──────── TASK INPUT
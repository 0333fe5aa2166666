//! SCML (Spriter) project support.
//!
//! A project is an XML document plus one PNG per sprite frame in the same
//! directory. Decoding runs in two passes over the same [`ScmlProject`]:
//!
//! 1. the sprite pass ([`decode_project`]) packs the PNGs into an atlas and
//!    derives one build symbol per sprite base name;
//! 2. the animation pass ([`decode_animations`]) resolves every mainline key
//!    against its timelines into anim banks.
//!
//! Only the subset of SCML that maps onto kanim is read: `<folder>/<file>` pivots
//! and sizes, and `<entity>/<animation>` mainlines and object timelines. Bones are
//! reported and skipped.

mod anim;
mod build;
mod config;
pub mod geometry;
mod naming;
mod project;
mod reader;
mod xml;

pub use self::anim::decode_animations;
pub use self::build::{ProjectBuild, decode_project, load_sprites, pack_build};
pub use self::config::ProjectConfig;
pub use self::naming::{split_frame, without_extension};
pub use self::project::{ScmlProject, SpriteFile};
pub use self::reader::ScmlReader;
pub use self::xml::XmlElement;
#![cfg_attr(docsrs, feature(doc_auto_cfg))]

//! `kanim-rs` reads animated sprite containers into one canonical model.
//!
//! Two inputs are supported: the binary kanim container (build stream, anim stream
//! and texture atlas) and Spriter SCML projects. See [`kanim_types`] for the model
//! and decoders.
//!
pub use kanim_types::*;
────────────────
WORK INSTRUCTIONS. In your answer, repeat each of the records exactly.

RESPONSE TO THE EXERCISE.
repository 0333fe5aa2166666
//! SCML (Spriter) project support.
//!
//! A project is an XML document plus one PNG per sprite frame in the same
//! directory. Decoding runs in two passes over the same [`ScmlProject`]:
//!
//! 1. the sprite pass ([`decode_project`]) packs the PNGs into an atlas and
//!    derives one build symbol per sprite base name;
//! 2. the animation pass ([`decode_animations`]) resolves every mainline key
//!    against its timelines into anim banks.
//!
//! Only the subset of SCML that maps onto kanim is read: `<folder>/<file>` pivots
//! and sizes, and `<entity>/<animation>` mainlines and object timelines. Bones are
//! reported and skipped.

mod anim;
mod build;
mod config;
pub mod geometry;
mod naming;
mod project;
mod reader;
mod xml;

pub use self::anim::decode_animations;
pub use self::build::{ProjectBuild, decode_project, load_sprites, pack_build};
pub use self::config::ProjectConfig;
pub use self::naming::{split_frame, without_extension};
pub use self::project::{ScmlProject, SpriteFile};
pub use self::reader::ScmlReader;
pub use self::xml::XmlElement;
#![cfg_attr(docsrs, feature(doc_auto_cfg))]

//! `kanim-rs` reads animated sprite containers into one canonical model.
//!
//! Two inputs are supported: the binary kanim container (build stream, anim stream
//! and texture atlas) and Spriter SCML projects. See [`kanim_types`] for the model
//! and decoders.
//!
pub use kanim_types::*;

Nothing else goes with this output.